>>

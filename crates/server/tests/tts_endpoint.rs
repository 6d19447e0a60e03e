use std::io::Cursor;
use std::path::Path;
use std::sync::atomic::{AtomicUsize, Ordering};
use std::sync::Arc;
use std::time::Duration;

use axum::body::Body;
use axum::http::{header, Request, StatusCode};
use axum::Router;
use tower::ServiceExt;

use zonos_tts_config::{ReferenceAudioPolicy, Settings};
use zonos_tts_core::{AcousticCodes, ConditionRequest, Conditioning, Result, Waveform};
use zonos_tts_pipeline::{GenerationParams, ModelHandle, SimpleSynthesizer, Synthesizer};
use zonos_tts_server::{create_router, AppState};

/// Counts model calls and can misbehave on request
#[derive(Default)]
struct CountingSynthesizer {
    inner: SimpleSynthesizer,
    embeds: AtomicUsize,
    prepares: AtomicUsize,
    delay: Option<Duration>,
    panic: bool,
}

impl Synthesizer for CountingSynthesizer {
    fn name(&self) -> &str {
        "counting"
    }

    fn sample_rate(&self) -> u32 {
        self.inner.sample_rate()
    }

    fn embed_speaker(&self, waveform: &Waveform) -> Result<Vec<f32>> {
        self.embeds.fetch_add(1, Ordering::SeqCst);
        self.inner.embed_speaker(waveform)
    }

    fn prepare(&self, request: &ConditionRequest) -> Result<Conditioning> {
        self.prepares.fetch_add(1, Ordering::SeqCst);
        if self.panic {
            panic!("model crashed");
        }
        if let Some(delay) = self.delay {
            std::thread::sleep(delay);
        }
        self.inner.prepare(request)
    }

    fn generate(&self, conditioning: &Conditioning, params: &GenerationParams) -> Result<AcousticCodes> {
        self.inner.generate(conditioning, params)
    }

    fn decode(&self, codes: &AcousticCodes) -> Result<Waveform> {
        self.inner.decode(codes)
    }
}

fn app_with(settings: Settings, synth: CountingSynthesizer) -> (Router, Arc<CountingSynthesizer>) {
    let synth = Arc::new(synth);
    let model = ModelHandle::from_synthesizer(synth.clone());
    (create_router(AppState::new(settings, model)), synth)
}

fn app() -> (Router, Arc<CountingSynthesizer>) {
    app_with(Settings::default(), CountingSynthesizer::default())
}

fn form_request(body: &str) -> Request<Body> {
    Request::builder()
        .method("POST")
        .uri("/tts")
        .header(header::CONTENT_TYPE, "application/x-www-form-urlencoded")
        .body(Body::from(body.to_string()))
        .unwrap()
}

async fn json_body(response: axum::response::Response) -> serde_json::Value {
    let bytes = axum::body::to_bytes(response.into_body(), usize::MAX).await.unwrap();
    serde_json::from_slice(&bytes).unwrap()
}

fn write_reference(path: &Path) {
    let spec = hound::WavSpec {
        channels: 1,
        sample_rate: 16_000,
        bits_per_sample: 16,
        sample_format: hound::SampleFormat::Int,
    };
    let mut writer = hound::WavWriter::create(path, spec).unwrap();
    for i in 0..3200 {
        writer.write_sample(((i % 80) * 150) as i16).unwrap();
    }
    writer.finalize().unwrap();
}

#[tokio::test]
async fn test_missing_text_is_rejected_without_model_call() {
    let (app, synth) = app();

    for body in ["", "language=en-us", "text=", "text=%20%20%20"] {
        let response = app.clone().oneshot(form_request(body)).await.unwrap();
        assert_eq!(response.status(), StatusCode::BAD_REQUEST, "body: {body:?}");

        let json = json_body(response).await;
        assert_eq!(json["stage"], "validation");
        assert!(json["error"].is_string());
    }

    assert_eq!(synth.prepares.load(Ordering::SeqCst), 0);
    assert_eq!(synth.embeds.load(Ordering::SeqCst), 0);
}

#[tokio::test]
async fn test_synthesize_returns_wav() {
    let (app, synth) = app();

    let response = app
        .oneshot(form_request("text=Hello%20world"))
        .await
        .unwrap();
    assert_eq!(response.status(), StatusCode::OK);

    let headers = response.headers();
    assert_eq!(headers[header::CONTENT_TYPE], "audio/wav");
    assert_eq!(
        headers[header::CONTENT_DISPOSITION],
        "attachment; filename=output.wav"
    );
    assert_eq!(headers["x-language"], "en-us");

    let bytes = axum::body::to_bytes(response.into_body(), usize::MAX).await.unwrap();
    let reader = hound::WavReader::new(Cursor::new(bytes.to_vec())).unwrap();
    assert_eq!(reader.spec().sample_rate, 44_100);
    assert_eq!(reader.spec().channels, 1);
    assert!(reader.len() > 0);

    assert_eq!(synth.prepares.load(Ordering::SeqCst), 1);
}

#[tokio::test]
async fn test_repeat_request_served_from_cache() {
    let (app, synth) = app();

    let first = app.clone().oneshot(form_request("text=Hello")).await.unwrap();
    let first = axum::body::to_bytes(first.into_body(), usize::MAX).await.unwrap();
    let second = app.clone().oneshot(form_request("text=Hello")).await.unwrap();
    let second = axum::body::to_bytes(second.into_body(), usize::MAX).await.unwrap();

    assert_eq!(first, second);
    assert_eq!(synth.prepares.load(Ordering::SeqCst), 1);

    // a different language is a different result
    app.clone()
        .oneshot(form_request("text=Hello&language=de"))
        .await
        .unwrap();
    assert_eq!(synth.prepares.load(Ordering::SeqCst), 2);
}

#[tokio::test]
async fn test_cache_disabled_calls_model_each_time() {
    let mut settings = Settings::default();
    settings.cache.enabled = false;
    let (app, synth) = app_with(settings, CountingSynthesizer::default());

    for _ in 0..2 {
        let response = app.clone().oneshot(form_request("text=Hello")).await.unwrap();
        assert_eq!(response.status(), StatusCode::OK);
    }
    assert_eq!(synth.prepares.load(Ordering::SeqCst), 2);
}

#[tokio::test]
async fn test_unreadable_reference_audio_fails_before_synthesis() {
    let (app, synth) = app();

    let response = app
        .oneshot(form_request(
            "text=Hello&reference_audio_path=/nonexistent/voice.wav",
        ))
        .await
        .unwrap();
    assert_eq!(response.status(), StatusCode::INTERNAL_SERVER_ERROR);

    let json = json_body(response).await;
    assert_eq!(json["stage"], "reference_audio");
    assert_eq!(synth.prepares.load(Ordering::SeqCst), 0);
}

#[tokio::test]
async fn test_unreadable_reference_audio_fallback_policy() {
    let mut settings = Settings::default();
    settings.reference_audio.on_failure = ReferenceAudioPolicy::Fallback;
    let (app, synth) = app_with(settings, CountingSynthesizer::default());

    let response = app
        .oneshot(form_request(
            "text=Hello&reference_audio_path=/nonexistent/voice.wav",
        ))
        .await
        .unwrap();
    assert_eq!(response.status(), StatusCode::OK);
    assert_eq!(synth.prepares.load(Ordering::SeqCst), 1);
}

#[tokio::test]
async fn test_reference_audio_conditions_the_voice() {
    let dir = tempfile::tempdir().unwrap();
    let path = dir.path().join("voice.wav");
    write_reference(&path);

    let (app, synth) = app();

    let body = format!("text=Hello&reference_audio_path={}", path.display());
    let voiced = app.clone().oneshot(form_request(&body)).await.unwrap();
    assert_eq!(voiced.status(), StatusCode::OK);
    assert_eq!(synth.embeds.load(Ordering::SeqCst), 1);

    // neutral voice is cached separately
    let neutral = app.clone().oneshot(form_request("text=Hello")).await.unwrap();
    assert_eq!(neutral.status(), StatusCode::OK);
    assert_eq!(synth.prepares.load(Ordering::SeqCst), 2);
}

#[tokio::test]
async fn test_multipart_form_and_detected_language() {
    let (app, _synth) = app();

    let boundary = "zonosboundary";
    let body = format!(
        "--{b}\r\nContent-Disposition: form-data; name=\"text\"\r\n\r\nПривет, мир!\r\n--{b}--\r\n",
        b = boundary
    );
    let request = Request::builder()
        .method("POST")
        .uri("/tts")
        .header(
            header::CONTENT_TYPE,
            format!("multipart/form-data; boundary={}", boundary),
        )
        .body(Body::from(body))
        .unwrap();

    let response = app.oneshot(request).await.unwrap();
    assert_eq!(response.status(), StatusCode::OK);
    assert_eq!(response.headers()["x-language"], "ru");
}

#[tokio::test]
async fn test_explicit_language_header() {
    let (app, _synth) = app();
    let response = app
        .oneshot(form_request("text=Hello&language=FR_fr"))
        .await
        .unwrap();
    assert_eq!(response.status(), StatusCode::OK);
    assert_eq!(response.headers()["x-language"], "fr-fr");
}

#[tokio::test]
async fn test_unknown_language_uses_default() {
    let (app, synth) = app();
    let response = app
        .oneshot(form_request("text=Bonjour&language=fr"))
        .await
        .unwrap();
    assert_eq!(response.status(), StatusCode::OK);
    assert_eq!(response.headers()["x-language"], "en-us");
    assert_eq!(synth.prepares.load(Ordering::SeqCst), 1);
}

#[tokio::test]
async fn test_hebrew_text_with_fallback_voice() {
    let mut settings = Settings::default();
    settings.reference_audio.on_failure = ReferenceAudioPolicy::Fallback;
    let (app, synth) = app_with(settings, CountingSynthesizer::default());

    let response = app
        .oneshot(form_request(
            "text=%D7%A9%D7%9C%D7%95%D7%9D&reference_audio_path=/missing/voice.wav",
        ))
        .await
        .unwrap();
    assert_eq!(response.status(), StatusCode::OK);
    // Hebrew text has no model language, so the default is used
    assert_eq!(response.headers()["x-language"], "en-us");
    assert_eq!(synth.embeds.load(Ordering::SeqCst), 0);
}

#[tokio::test]
async fn test_slow_synthesis_times_out() {
    let mut settings = Settings::default();
    settings.synthesis.timeout_seconds = Some(1);
    let synth = CountingSynthesizer {
        delay: Some(Duration::from_millis(1500)),
        ..Default::default()
    };
    let (app, _synth) = app_with(settings, synth);

    let response = app.oneshot(form_request("text=Hello")).await.unwrap();
    assert_eq!(response.status(), StatusCode::GATEWAY_TIMEOUT);
    assert_eq!(json_body(response).await["stage"], "timeout");
}

#[tokio::test]
async fn test_panicking_model_is_internal_error() {
    let synth = CountingSynthesizer {
        panic: true,
        ..Default::default()
    };
    let (app, _synth) = app_with(Settings::default(), synth);

    let response = app.clone().oneshot(form_request("text=Hello")).await.unwrap();
    assert_eq!(response.status(), StatusCode::INTERNAL_SERVER_ERROR);

    // still serving
    let health = app
        .oneshot(Request::builder().uri("/health").body(Body::empty()).unwrap())
        .await
        .unwrap();
    assert_eq!(health.status(), StatusCode::OK);
}

#[tokio::test]
async fn test_readiness_reports_model_and_cache() {
    let (app, _synth) = app();
    app.clone().oneshot(form_request("text=Hello")).await.unwrap();

    let response = app
        .oneshot(Request::builder().uri("/ready").body(Body::empty()).unwrap())
        .await
        .unwrap();
    assert_eq!(response.status(), StatusCode::OK);

    let json = json_body(response).await;
    assert_eq!(json["model"], "counting");
    assert_eq!(json["sample_rate"], 44_100);
    assert_eq!(json["default_language"], "en-us");
    assert_eq!(json["cache"]["entries"], 1);
    assert_eq!(json["cache"]["misses"], 1);
}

<<

Each line of the data that contains "AtomicUsize" belongs in the answer.

use std::sync::atomic::{AtomicUsize, Ordering};
    embeds: AtomicUsize,
    prepares: AtomicUsize,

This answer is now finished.